De Lolme on Liberty as equality under the laws (1784)
Found in The Constitution of England; Or, an Account of the English Government
The Swiss jurist Jean Louis De Lolme (1741-1806) argued that the right to vote was only a means of achieving true liberty, which was the right “quietly to enjoy the produce of (one’s) industry”:
What then is Liberty? Liberty, I would answer, so far as it is possible for it to exist in a Society of Beings whose interests are almost perpetually opposed to each other, consists in this, that, every Man, while he respects the persons of others, and allows them quietly to enjoy the produce of their industry, be certain himself likewise to enjoy the produce of his own industry, and that his person be also secure. But to contribute by one’s suffrage to procure these advantages to the Community,—to have a share in establishing that order, that general arrangement of things, by means of which an individual, lost as it were in the croud, is effectually protected,—to lay down the rules to be observed by those who, being invested with a considerable power, are charged with the defence of individuals, and provide that they should never transgress them,—these are functions, are acts of Government, but not constituent parts of Liberty.

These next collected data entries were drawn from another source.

//! App shell: central workspace panel plus the run-history side panel.

use chrono::{Local, TimeZone};
use eframe::egui;
use swarm_core::{Role, SwarmSession};

use crate::clipboard;
use crate::ui::theme;

/// Desktop shell owning the session state and rendering it each frame.
#[derive(Default)]
pub struct ShowcaseApp {
    session: SwarmSession,
}

impl ShowcaseApp {
    pub fn new() -> Self {
        Self::default()
    }

    fn workspace_panel(&mut self, ui: &mut egui::Ui) {
        ui.heading("Genius Swarm Showcase");
        ui.small(
            egui::RichText::new(
                "Micro-agent playground. Paste an idea. Run a role. Hit Genius Remix.",
            )
            .weak(),
        );
        ui.add_space(theme::SECTION_GAP);

        ui.add(
            egui::TextEdit::multiline(self.session.input_mut())
                .id_salt("idea_input")
                .hint_text(
                    "Type a short idea, e.g. 'email that schedules meetings without back-and-forth'",
                )
                .desired_rows(6)
                .desired_width(f32::INFINITY),
        );

        ui.add_space(theme::SECTION_GAP);
        self.action_row(ui);
        ui.add_space(theme::SECTION_GAP);
        self.output_block(ui);
    }

    fn action_row(&mut self, ui: &mut egui::Ui) {
        ui.horizontal_wrapped(|ui| {
            for role in Role::SIMPLE {
                if ui
                    .add(theme::action_button(role.label(), theme::ROLE_FILL))
                    .clicked()
                {
                    self.session.run(role);
                }
            }
            if ui
                .add(theme::action_button("Assessor", theme::ASSESSOR_FILL))
                .clicked()
            {
                self.session.run(Role::Assessor);
            }
            if ui
                .add(theme::action_button("Genius Remix", theme::REMIX_FILL))
                .clicked()
            {
                self.session.run(Role::GeniusRemix);
            }
        });
    }

    fn output_block(&mut self, ui: &mut egui::Ui) {
        ui.label(egui::RichText::new("Output").small().weak());
        egui::Frame::NONE
            .fill(theme::OUTPUT_BG)
            .corner_radius(6.0)
            .inner_margin(egui::Margin::same(8))
            .show(ui, |ui| {
                ui.set_width(ui.available_width());
                egui::ScrollArea::vertical()
                    .id_salt("output_scroll")
                    .max_height(theme::OUTPUT_MAX_HEIGHT)
                    .show(ui, |ui| {
                        ui.label(
                            egui::RichText::new(self.session.output())
                                .monospace()
                                .color(theme::OUTPUT_TEXT),
                        );
                    });
            });

        ui.add_space(theme::SECTION_GAP);
        ui.horizontal(|ui| {
            if ui
                .add(theme::action_button("Copy", theme::COPY_FILL))
                .clicked()
            {
                // Best-effort offer; the result is ignorable by contract.
                if let Err(err) = clipboard::copy_text(self.session.output()) {
                    tracing::debug!(error = %err, "clipboard copy failed");
                }
            }
            if ui
                .add(theme::action_button("Clear", theme::CLEAR_FILL))
                .clicked()
            {
                self.session.clear();
            }
        });
    }

    fn history_panel(&mut self, ui: &mut egui::Ui) {
        ui.heading("History");
        ui.add_space(theme::SECTION_GAP);

        let tip_reserve = 48.0;
        if self.session.history().is_empty() {
            ui.label(egui::RichText::new("No runs yet.").weak());
            ui.add_space((ui.available_height() - tip_reserve).max(0.0));
        } else {
            egui::ScrollArea::vertical()
                .id_salt("history_scroll")
                .max_height((ui.available_height() - tip_reserve).max(0.0))
                .auto_shrink([false, true])
                .show(ui, |ui| {
                    for entry in self.session.history().entries() {
                        egui::Frame::group(ui.style()).show(ui, |ui| {
                            ui.set_width(ui.available_width());
                            ui.label(
                                egui::RichText::new(entry.role.label()).strong().small(),
                            );
                            ui.label(
                                egui::RichText::new(format_run_time(entry.run_at_ms))
                                    .weak()
                                    .small(),
                            );
                            ui.add_space(2.0);
                            ui.label(egui::RichText::new(&entry.result).small());
                        });
                        ui.add_space(4.0);
                    }
                });
        }

        ui.separator();
        ui.small(
            egui::RichText::new(
                "Tip: Use \"Genius Remix\" to generate the short blurb and a ready-to-use commit message.",
            )
            .weak(),
        );
    }
}

impl eframe::App for ShowcaseApp {
    fn update(&mut self, ctx: &egui::Context, _frame: &mut eframe::Frame) {
        egui::SidePanel::right("history_panel")
            .default_width(theme::HISTORY_PANEL_WIDTH)
            .show(ctx, |ui| self.history_panel(ui));
        egui::TopBottomPanel::bottom("footer").show(ctx, |ui| {
            ui.small(
                egui::RichText::new(
                    "Small, local, deterministic. Replace the canned roles with real calls to scale.",
                )
                .weak(),
            );
        });
        egui::CentralPanel::default().show(ctx, |ui| self.workspace_panel(ui));
    }
}

/// Wall-clock rendering for history entries; empty when the stamp does not
/// map to a local time.
fn format_run_time(run_at_ms: i64) -> String {
    Local
        .timestamp_millis_opt(run_at_ms)
        .single()
        .map(|t| t.format("%Y-%m-%d %H:%M:%S").to_string())
        .unwrap_or_default()
}

#[cfg(test)]
mod tests {
    use super::format_run_time;

    #[test]
    fn run_time_renders_wall_clock_fields() {
        let rendered = format_run_time(1_700_000_000_000);
        assert_eq!(rendered.len(), 19);
        assert!(rendered.contains(':'));
    }

    #[test]
    fn run_time_is_empty_for_unrepresentable_stamps() {
        assert_eq!(format_run_time(i64::MAX), "");
    }
}
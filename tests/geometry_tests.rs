// Host-side tests for tube geometry, radius mapping and palettes.

use glam::Vec3;
use trail_core::*;

fn line(n: usize) -> Vec<Vec3> {
    (0..n).map(|i| Vec3::new(i as f32 * 0.05, 0.0, 0.0)).collect()
}

#[test]
fn radius_endpoints_and_interpolation() {
    let t = TubeParams::default();
    assert!((tube_radius(&t, 0.0, 1.0) - t.radius_max).abs() < 1e-7);
    assert!((tube_radius(&t, 1.0, 1.0) - t.radius_min).abs() < 1e-7);
    let mid = (t.radius_min + t.radius_max) * 0.5;
    assert!((tube_radius(&t, 0.5, 1.0) - mid).abs() < 1e-7);
    assert!((tube_radius(&t, 0.0, 0.5) - t.radius_max * 0.5).abs() < 1e-7);
    // velocity factor clamps
    assert_eq!(velocity_factor(120.0, 60.0), 1.0);
    assert_eq!(velocity_factor(-3.0, 60.0), 0.0);
    assert!((velocity_factor(15.0, 60.0) - 0.25).abs() < 1e-7);
}

#[test]
fn tube_mesh_counts() {
    let params = TubeParams::default();
    let mesh = build_tube(&line(24), &params, 0.04).expect("tube");
    let rings = params.tubular_segments + 1;
    let ring_verts = params.radial_segments + 1;
    assert_eq!(mesh.vertices.len(), rings * ring_verts);
    assert_eq!(
        mesh.indices.len(),
        params.tubular_segments * params.radial_segments * 6
    );
    let max = mesh.vertices.len() as u32;
    assert!(mesh.indices.iter().all(|&i| i < max));
    assert_eq!(mesh.vertices[0].u, 0.0);
    assert_eq!(mesh.vertices[mesh.vertices.len() - 1].u, 1.0);
}

#[test]
fn tube_vertices_sit_at_the_radius() {
    let params = TubeParams::default();
    let pts = line(10);
    let mesh = build_tube(&pts, &params, 0.03).expect("tube");
    for v in &mesh.vertices {
        // straight line along x: distance from the axis is the radius
        let p = Vec3::from_array(v.position);
        let r = (p.y * p.y + p.z * p.z).sqrt();
        assert!((r - 0.03).abs() < 1e-4, "r = {r}");
        assert!((Vec3::from_array(v.normal).length() - 1.0).abs() < 1e-4);
    }
}

#[test]
fn degenerate_inputs_yield_no_tube() {
    let params = TubeParams::default();
    assert!(build_tube(&[], &params, 0.04).is_none());
    assert!(build_tube(&[Vec3::ONE], &params, 0.04).is_none());
    assert!(build_tube(&[Vec3::ZERO; 24], &params, 0.04).is_none());
    assert!(build_tube(&line(24), &params, f32::NAN).is_none());
}

#[test]
fn curve_passes_through_its_endpoints() {
    let pts = vec![
        Vec3::ZERO,
        Vec3::new(1.0, 1.0, 0.0),
        Vec3::new(2.0, 0.0, 0.0),
        Vec3::new(3.0, -1.0, 0.0),
    ];
    let c = CatmullRomCurve::new(&pts, 0.5).expect("curve");
    assert!(c.point_at(0.0).distance(pts[0]) < 1e-6);
    assert!(c.point_at(1.0).distance(pts[3]) < 1e-6);
    assert!(c.point_at(1.0 / 3.0).distance(pts[1]) < 1e-5);
    assert!(CatmullRomCurve::new(&pts[..1], 0.5).is_none());
}

#[test]
fn frames_stay_orthonormal_around_a_bend() {
    let pts: Vec<Vec3> = (0..16)
        .map(|i| {
            let a = i as f32 * 0.2;
            Vec3::new(a.cos(), a.sin(), 0.0)
        })
        .collect();
    let c = CatmullRomCurve::new(&pts, 0.5).expect("curve");
    for f in build_frames(&c, 33) {
        assert!(f.tangent.dot(f.normal).abs() < 1e-3);
        assert!(f.tangent.dot(f.binormal).abs() < 1e-3);
        assert!((f.normal.length() - 1.0).abs() < 1e-3);
    }
}

#[test]
fn coincident_nodes_keep_unit_normals() {
    // a snapped run at the start and a collapsed run at the end
    let mut pts = vec![Vec3::new(0.3, 0.2, 0.0); 6];
    pts.extend((0..12).map(|i| Vec3::new(0.3 + 0.05 * i as f32, 0.2, 0.0)));
    pts.extend(vec![Vec3::new(0.85, 0.2, 0.0); 6]);

    let c = CatmullRomCurve::new(&pts, 0.5).expect("curve");
    for f in build_frames(&c, 65) {
        assert!((f.tangent.length() - 1.0).abs() < 1e-3, "{f:?}");
        assert!((f.normal.length() - 1.0).abs() < 1e-3, "{f:?}");
        assert!((f.binormal.length() - 1.0).abs() < 1e-3, "{f:?}");
    }

    let mesh = build_tube(&pts, &TubeParams::default(), 0.05).expect("tube");
    for v in &mesh.vertices {
        let n = Vec3::from_array(v.normal);
        assert!((n.length() - 1.0).abs() < 1e-3, "{n}");
    }
}

#[test]
fn ring_mesh_counts() {
    let ring = build_ring(0.08, 0.1, 48);
    assert_eq!(ring.vertices.len(), 96);
    assert_eq!(ring.indices.len(), 48 * 6);
    let inner = Vec3::new(ring.vertices[0].position[0], ring.vertices[0].position[1], 0.0);
    assert!((inner.length() - 0.08).abs() < 1e-6);
}

#[test]
fn taper_alpha_endpoints() {
    assert!(taper_alpha(0.0).abs() < 1e-6);
    assert!(taper_alpha(1.0).abs() < 1e-6);
    assert!((taper_alpha(0.5) - 1.0).abs() < 1e-6);
    assert!(taper_alpha(0.25) > 0.0 && taper_alpha(0.25) < 1.0);
}

#[test]
fn gradient_endpoints() {
    let p = DEFAULT_PALETTES[0];
    assert!(gradient_color(&p, 0.0).distance(p.c1) < 1e-6);
    assert!(gradient_color(&p, 0.5).distance(p.c2) < 1e-6);
    assert!(gradient_color(&p, 1.0).distance(p.c3) < 1e-6);
    let quarter = gradient_color(&p, 0.25);
    assert!(quarter.distance(p.c1.lerp(p.c2, 0.5)) < 1e-6);
}

#[test]
fn palette_cycle_wraps() {
    let mut cycle = PaletteCycle::new(DEFAULT_PALETTES.to_vec());
    assert_eq!(cycle.index(), 0);
    for expected in [1, 2, 3, 0, 1] {
        cycle.advance();
        assert_eq!(cycle.index(), expected);
    }
    assert_eq!(cycle.current(), DEFAULT_PALETTES[1]);
}

#[test]
fn shaders_export_the_entry_points_the_renderer_uses() {
    for entry in ["fn vs_tube", "fn fs_tube"] {
        assert!(TUBE_WGSL.contains(entry), "tube.wgsl missing {entry}");
    }
    for entry in ["fn vs_ring", "fn fs_ring"] {
        assert!(RING_WGSL.contains(entry), "ring.wgsl missing {entry}");
    }
    for entry in [
        "fn vs_fullscreen",
        "fn fs_bright",
        "fn fs_blur",
        "fn fs_composite",
    ] {
        assert!(POST_WGSL.contains(entry), "post.wgsl missing {entry}");
    }
}

#[test]
fn vertex_layouts_match_shader_strides() {
    assert_eq!(std::mem::size_of::<TubeVertex>(), 28);
    assert_eq!(std::mem::size_of::<RingVertex>(), 8);
}
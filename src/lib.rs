#![cfg(target_arch = "wasm32")]
use std::cell::{Cell, RefCell};
use std::rc::Rc;
use trail_core::{FrameResources, TrailConfig, TrailSession};
use wasm_bindgen::prelude::*;
use wasm_bindgen::JsCast;
use wasm_bindgen_futures::spawn_local;
use web_sys as web;

mod constants;
mod dom;
mod events;
mod frame;
mod input;

/// Everything a running session owns on the page.
struct App {
    frame_ctx: Rc<RefCell<frame::FrameContext>>,
    loop_handle: frame::LoopHandle,
    listeners: dom::ListenerRegistry,
}

thread_local! {
    static APP: RefCell<Option<App>> = const { RefCell::new(None) };
}

#[wasm_bindgen(start)]
pub fn start() -> Result<(), JsValue> {
    console_error_panic_hook::set_once();
    console_log::init_with_level(log::Level::Info).ok();
    log::info!("glow-trail starting");

    spawn_local(async move {
        if let Err(e) = init().await {
            log::error!("init error: {:?}", e);
        }
    });
    Ok(())
}

async fn init() -> anyhow::Result<()> {
    if APP.with(|app| app.borrow().is_some()) {
        log::warn!("session already running");
        return Ok(());
    }
    let window = web::window().ok_or_else(|| anyhow::anyhow!("no window"))?;
    let document = window
        .document()
        .ok_or_else(|| anyhow::anyhow!("no document"))?;

    let canvas: web::HtmlCanvasElement = document
        .get_element_by_id(constants::CANVAS_ID)
        .ok_or_else(|| anyhow::anyhow!("missing #{}", constants::CANVAS_ID))?
        .dyn_into::<web::HtmlCanvasElement>()
        .map_err(|e| anyhow::anyhow!(format!("{:?}", e)))?;

    // Backing store must match the layout size before the surface is configured
    dom::sync_canvas_backing_size(&canvas);

    let gpu = frame::init_gpu(&canvas).await?;
    let now_ms = instant::now();
    let session = TrailSession::new(
        TrailConfig::default(),
        canvas.width() as f32,
        canvas.height() as f32,
        now_ms,
    )?;

    let queue: events::EventQueue = Rc::new(RefCell::new(Vec::new()));
    let paused = Rc::new(Cell::new(false));
    let mut listeners = dom::ListenerRegistry::default();
    events::wire_pointer(&mut listeners, &canvas, &queue)
        .map_err(|e| anyhow::anyhow!("pointer listeners: {:?}", e))?;
    events::wire_keyboard(&mut listeners, &window, &canvas, &queue, &paused)
        .map_err(|e| anyhow::anyhow!("keyboard listener: {:?}", e))?;
    log::info!("[dom] {} listeners attached", listeners.len());

    let frame_ctx = Rc::new(RefCell::new(frame::FrameContext {
        session,
        resources: FrameResources::new(),
        gpu,
        canvas,
        queue,
        paused,
        started_ms: now_ms,
        stopped: false,
    }));
    let loop_handle = frame::start_loop(frame_ctx.clone());

    APP.with(|app| {
        *app.borrow_mut() = Some(App {
            frame_ctx,
            loop_handle,
            listeners,
        });
    });
    Ok(())
}

/// Stop the session: detach listeners, cancel the pending frame and release
/// all GPU geometry. Safe to call more than once.
#[wasm_bindgen]
pub fn teardown() {
    let Some(mut app) = APP.with(|app| app.borrow_mut().take()) else {
        return;
    };
    app.listeners.remove_all();
    app.loop_handle.cancel();
    app.frame_ctx.borrow_mut().teardown();
    log::info!("glow-trail stopped");
}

In his book on The Constitution of England (1784), which the Swiss lawyer admired very much, Jean Louis De Lolme attempted to counter the claims by an increasing number of French and American writers that the right to vote was the key to understanding what liberty was. He warns the supporter of voting that voting for a candidate was only the first step, that one then had to be very wary of what one’s representative did after the election (especially since candidates were notorious for making “false declarations”), that the senior politicians also had their own interests which they might pursue ahead of those of the electorate, that individuals voters often get “lost in the crowd” of all the other voters, and that too often voting ends up “degenerat(ing) to mere form”. True Liberty in De Lolme’s view was an early version of Spencer’s “Law of Equal Liberty”, namely “every Man, while he respects the persons of others, and allows them quietly to enjoy the produce of their industry, (is) certain himself likewise to enjoy the produce of his own industry.”